In the transportation bill recently passed by the US Senate, the following language remains, as reported on the League of American Bicyclists blog

(d) BICYCLE SAFETY.—The Secretary of the appropriate Federal land management agency shall prohibit the use of bicycles on each federally owned road that has a speed limit of 30 miles per hour or greater and an adjacent paved path for use by bicycles within 100 yards of the road unless the Secretary determines that the bicycle level of service on that roadway is rated B or higher.

The League describes this as a compromise. It is a compromise with the National Park Service but more than that, it compromises cyclists’ right to travel — and our safety.

Safety depends to a very large degree on the characteristics of individual cyclists, who should be allowed to make up their own minds, or decide for their children, where to ride. A strong, fast adult cyclist is a very poor fit on a crowded path. Many paths in Federal lands are unsafe for children too. Here’s an example on the Province Lands paths in the Cape Cod National Seashore. The roads in this area now carry “share the roads” signs. The proposed legislation would require replacing them with signs prohibiting bicycling.

Descent and sand on the Province Lands path in the Cape Cod National Seashore, Massachusetts

Descent and sand on the Province Lands path in the Cape Cod National Seashore, Massachusetts.

The photo gives you a taste of what the Province Lands paths are like. Family cyclists enter the trail innocently enough from a parking lot, and soon they are confronted with the scene in the photo. In a 1987 study, the National Park Service counted 106 bicycle crashes on the trails in the National Seashore, 11 in the parking lots and 4 on roads. Some of those roads, by the way, are part of a very popular bicycle touring route. It isn’t as if nobody rides bicycles on them. I have a Web page giving more details.

I have prepared a video about these paths, so you can see for yourselves.

The wording also pays no attention whatever to cyclists’ travel needs, saying only that a path need only be within 100 yards of the road, and nothing about whether the path is much longer, or hillier, or serves the same destinations.

The wording isn’t really about safety. It is, as usual, about getting bicyclists off the road for the convenience of motorists. The wording is particularly blundering and insensitive, even for a mandatory sidepath law.

Cycling advocates have succeeded in having mandatory sidepath laws repealed, state by state, over the past few decades, generally after pointing out that prohibitions denied access and required riding on poorly maintained, unsafe paths. The laws that were repealed did generally include a requirement that a path at least be usable — in a sense, a level of service requirement for the path. A path might be slow, crowded with pedestrians, unsafe, hilly, much longer than the road, or deny access to some destinations, but at least it had to be usable. The Transportation Bill includes no such wording. A path could, for example, be heaped with the past winter’s snow and sand from the adjacent road, or awash with mud, or have a fallen tree across it, but the prohibition on cycling on the nearby road would still hold.

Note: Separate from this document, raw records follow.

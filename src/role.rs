use std::fmt;
use std::str::FromStr;

use crate::ca::CaState;
use crate::cert::extensions::{
    BasicConstraints, CertificateExtension, ExtendedKeyUsage, ExtendedKeyUsageOption, KeyUsage,
    KeyUsages, SubjectKeyIdentifier,
};
use crate::error::PkiError;
use crate::key::PublicKey;

/// What an issued certificate may be used for.
///
/// | Role   | basicConstraints | extKeyUsage | keyUsage                            |
/// |--------|------------------|-------------|-------------------------------------|
/// | client | cA=false         | clientAuth  | digitalSignature                    |
/// | server | cA=false         | serverAuth  | digitalSignature, keyEncipherment   |
#[derive(Debug, Clone, Copy, PartialEq, Eq, Hash)]
pub enum CertificateRole {
    Client,
    Server,
}

impl CertificateRole {
    pub fn as_str(&self) -> &'static str {
        match self {
            CertificateRole::Client => "client",
            CertificateRole::Server => "server",
        }
    }

    fn extended_key_usage(&self) -> ExtendedKeyUsageOption {
        match self {
            CertificateRole::Client => ExtendedKeyUsageOption::ClientAuth,
            CertificateRole::Server => ExtendedKeyUsageOption::ServerAuth,
        }
    }

    fn key_usage(&self) -> KeyUsage {
        match self {
            CertificateRole::Client => KeyUsage(KeyUsages::DigitalSignature.into()),
            CertificateRole::Server => {
                KeyUsage(KeyUsages::DigitalSignature | KeyUsages::KeyEncipherment)
            }
        }
    }

    /// The extension list of a leaf certificate for `subject_public_key`
    /// issued by `ca`.
    pub fn extensions(
        &self,
        ca: &CaState,
        subject_public_key: &PublicKey,
    ) -> Vec<CertificateExtension> {
        vec![
            CertificateExtension::BasicConstraints(BasicConstraints { is_ca: false }),
            CertificateExtension::SubjectKeyIdentifier(SubjectKeyIdentifier(
                subject_public_key.key_identifier(),
            )),
            CertificateExtension::AuthorityKeyIdentifier(ca.authority_key_identifier()),
            CertificateExtension::ExtendedKeyUsage(ExtendedKeyUsage {
                usage: vec![self.extended_key_usage()],
            }),
            CertificateExtension::KeyUsage(self.key_usage()),
        ]
    }
}

impl fmt::Display for CertificateRole {
    fn fmt(&self, f: &mut fmt::Formatter<'_>) -> fmt::Result {
        f.write_str(self.as_str())
    }
}

impl FromStr for CertificateRole {
    type Err = PkiError;

    fn from_str(s: &str) -> Result<Self, Self::Err> {
        match s {
            "client" => Ok(CertificateRole::Client),
            "server" => Ok(CertificateRole::Server),
            other => Err(PkiError::UnknownRole(other.to_string())),
        }
    }
}

#[cfg(test)]
mod tests {
    use super::*;

    #[test]
    fn parses_known_roles_only() {
        assert_eq!("client".parse::<CertificateRole>().unwrap(), CertificateRole::Client);
        assert_eq!("server".parse::<CertificateRole>().unwrap(), CertificateRole::Server);
        assert!(matches!(
            "Client".parse::<CertificateRole>(),
            Err(PkiError::UnknownRole(_))
        ));
        assert!(matches!(
            "ca".parse::<CertificateRole>(),
            Err(PkiError::UnknownRole(_))
        ));
    }

    #[test]
    fn key_usage_never_allows_certificate_signing() {
        for role in [CertificateRole::Client, CertificateRole::Server] {
            let usage = role.key_usage();
            assert!(usage.contains(KeyUsages::DigitalSignature));
            assert!(!usage.contains(KeyUsages::KeyCertSign));
            assert!(!usage.contains(KeyUsages::CRLSign));
        }
        assert!(!CertificateRole::Client.key_usage().contains(KeyUsages::KeyEncipherment));
        assert!(CertificateRole::Server.key_usage().contains(KeyUsages::KeyEncipherment));
    }
}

Here’s an example of an access issue. The Google map below shows Doane Road and the Nauset bicycle path in Eastham, Massachusetts. The path is the narrow, curvy line near the bottom of the image. There are a number of private residences and points of interest off Doane Road which would be totally denied access by bicycle, under the proposed legislation. Cyclists wishing to get to Nauset Road would have to take a long way around on the path, Tomahawk Trail and Macpherson Way. Or could they get there at all? Depends on the interpretation of the wording “adjacent” and “within 100 yards.”


View Larger Map

Would Doane Road meet the requirement for a Bicycle Level of Service B? That gets us into the issue of the Bicycle Level of Service, and of what a level of service is. There is no reference in the wording as to how Level of Service is to be measured, other than that the Secretary gets to make the call. The so-called Bicycle Level of Service which is probably intended, though not spelled out in the bill, is really only a comfort index, based on research which has been heavily criticized: video was shot with a stationary camera at the side of the road, then reviewed and rated on a TV screen. The comfort rating didn’t, then, account for either the presence or the speed of a cyclist. You may read about it here. The research also pays no attention to crossing and turning conflicts, or to travel time.

At present, Doane Road has a 30 mile per hour speed limit and share-the-road signs, as in the photo below taken on August 1, 2011.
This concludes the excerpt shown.